The Lumped Constant for the Galactose Analog 2-18F-Fluoro-2-Deoxy-d-Galactose Is Increased in Patients with Parenchymal Liver Disease

Abstract

The galactose analog 2-(18)F-fluoro-2-deoxy-d-galactose ((18)F-FDGal) is a suitable PET tracer for measuring hepatic galactokinase capacity in vivo, which provides estimates of hepatic metabolic function. As a result of a higher affinity of galactokinase toward galactose, the lumped constant (LC) for (18)F-FDGal was 0.13 in healthy subjects.

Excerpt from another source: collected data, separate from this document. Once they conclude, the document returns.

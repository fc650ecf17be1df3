//! Content Hash Value Object
//!
//! SHA-256 digest of a file asset, stored in the remote meta sidecar and in
//! the local cache record. Comparing the two decides whether a cached file is
//! still the one the remote store describes.

use std::fmt;
use std::io::{self, Read};

use serde::{Deserialize, Serialize};
use sha2::{Digest, Sha256};

/// Content hash value object
///
/// Always carries the `sha256:` prefix, whether built from a digest or parsed
/// from a meta file written by another tool.
#[derive(Debug, Clone, PartialEq, Eq, Hash, Serialize, Deserialize)]
#[serde(from = "String", into = "String")]
pub struct ContentHash(String);

impl ContentHash {
    pub const PREFIX: &'static str = "sha256:";

    /// Wrap a hash string, adding the prefix when it is missing
    pub fn new(raw_hash: &str) -> Self {
        if raw_hash.starts_with(Self::PREFIX) {
            Self(raw_hash.to_string())
        } else {
            Self(format!("{}{}", Self::PREFIX, raw_hash))
        }
    }

    pub fn from_bytes(content: &[u8]) -> Self {
        let mut hasher = ContentHasher::new();
        hasher.update(content);
        hasher.finish()
    }

    /// Hash everything a reader yields
    pub fn from_reader(reader: &mut impl Read) -> io::Result<Self> {
        let mut hasher = ContentHasher::new();
        let mut buf = [0u8; 64 * 1024];
        loop {
            let n = reader.read(&mut buf)?;
            if n == 0 {
                break;
            }
            hasher.update(&buf[..n]);
        }
        Ok(hasher.finish())
    }

    pub fn as_str(&self) -> &str {
        &self.0
    }

    /// Hex digest without prefix
    pub fn hex(&self) -> &str {
        self.0.strip_prefix(Self::PREFIX).unwrap_or(&self.0)
    }
}

/// Incremental hasher for content that is streamed rather than buffered
#[derive(Debug, Default, Clone)]
pub struct ContentHasher(Sha256);

impl ContentHasher {
    pub fn new() -> Self {
        Self(Sha256::new())
    }

    pub fn update(&mut self, chunk: &[u8]) {
        self.0.update(chunk);
    }

    pub fn finish(self) -> ContentHash {
        ContentHash(format!("{}{:x}", ContentHash::PREFIX, self.0.finalize()))
    }
}

impl fmt::Display for ContentHash {
    fn fmt(&self, f: &mut fmt::Formatter<'_>) -> fmt::Result {
        write!(f, "{}", self.0)
    }
}

impl From<String> for ContentHash {
    fn from(s: String) -> Self {
        Self::new(&s)
    }
}

impl From<&str> for ContentHash {
    fn from(s: &str) -> Self {
        Self::new(s)
    }
}

impl From<ContentHash> for String {
    fn from(hash: ContentHash) -> Self {
        hash.0
    }
}
//! File System Helpers
//!
//! Local disk primitives used by the cache and the local storage driver.

mod archive;
mod local;
mod lock;

pub use archive::{list_files, pack_directory, unpack_archive};
pub use local::{atomic_write, copy_hashed, path_size, remove_path};
pub use lock::{FileLock, LockError};
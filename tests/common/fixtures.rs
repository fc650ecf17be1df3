//! Test fixtures - reusable asset contents.

/// A small vocabulary file
pub const VOCAB_V0: &str = "hello\nworld\n";

/// The vocabulary after an update
pub const VOCAB_V1: &str = "hello\nworld\nassets\n";

/// The vocabulary after a major bump
pub const VOCAB_V2: &str = "bonjour\nmonde\n";

/// Files of a directory asset, relative path and contents
pub const CORPUS_FILES: &[(&str, &str)] = &[
    ("part-1.txt", "first part\n"),
    ("nested/part-2.txt", "second part\n"),
    ("nested/deeper/part-3.txt", "third part\n"),
];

The aim of the present study was to test the hypothesis of a significantly different LC for (18)F-FDGal in patients with parenchymal liver disease. Nine patients with liver cirrhosis were studied in connection with a previous study with determination of hepatic intrinsic clearance of ¹⁸F-FDGal (V*(max/K*(m)). The present study determined the hepatic removal kinetics of galactose, including hepatic intrinsic clearance of galactose (V(max)/K(m)) from measurements of hepatic blood flow and arterial and liver vein blood galactose concentrations at increasing galactose infusions. LC for ¹⁸F-FDGal was calculated as (V*(max)/K*(m))/(V(max)/K(m)). On a second day, a dynamic ¹⁸-FDGal PET study with simultaneous infusion of galactose (mean arterial galactose concentration, 6.1 mmol/L of blood) and blood samples from a radial artery was performed, with determination of hepatic systemic clearance of ¹⁸F-FDGal (K*(+gal) from linear analysis of data (Gjedde-Patlak method). The maximum hepatic removal rate of galactose was estimated from ¹⁸F-FDGal PET data (V(max)(PET)) using the estimated LC. The mean hepatic V(max) of galactose was 1.18 mmol/min, the mean K(m) was 0.91 mmol/L of blood and the mean V(max)/K(m) was 1.18 L of blood/min. When compared with values of healthy subjects, K(m) did not differ (P = 0.77), whereas both V(max) and V(max)/K(m) were significantly lower in patients (both P < 0.01). Mean LC for ¹⁸LF-FDGal was 0.24, which was significantly higher than the mean LC of 0.13 in healthy subjects (P < 0.0001). Mean K*(+gal) determined from the PET study was 0.019 L of blood/min/L of liver tissue, which was not significantly different from that in healthy subjects (P = 0.85). Mean hepatic V(max)(PET) was 0.57 mmol/min/L of liver tissue, which was significantly lower than the value in healthy subjects (1.41 mmol/min/L of liver tissue (P < 0.0001). Disease may change the LC for a pet tracer, and this study demonstrated the importance of using the correct LC.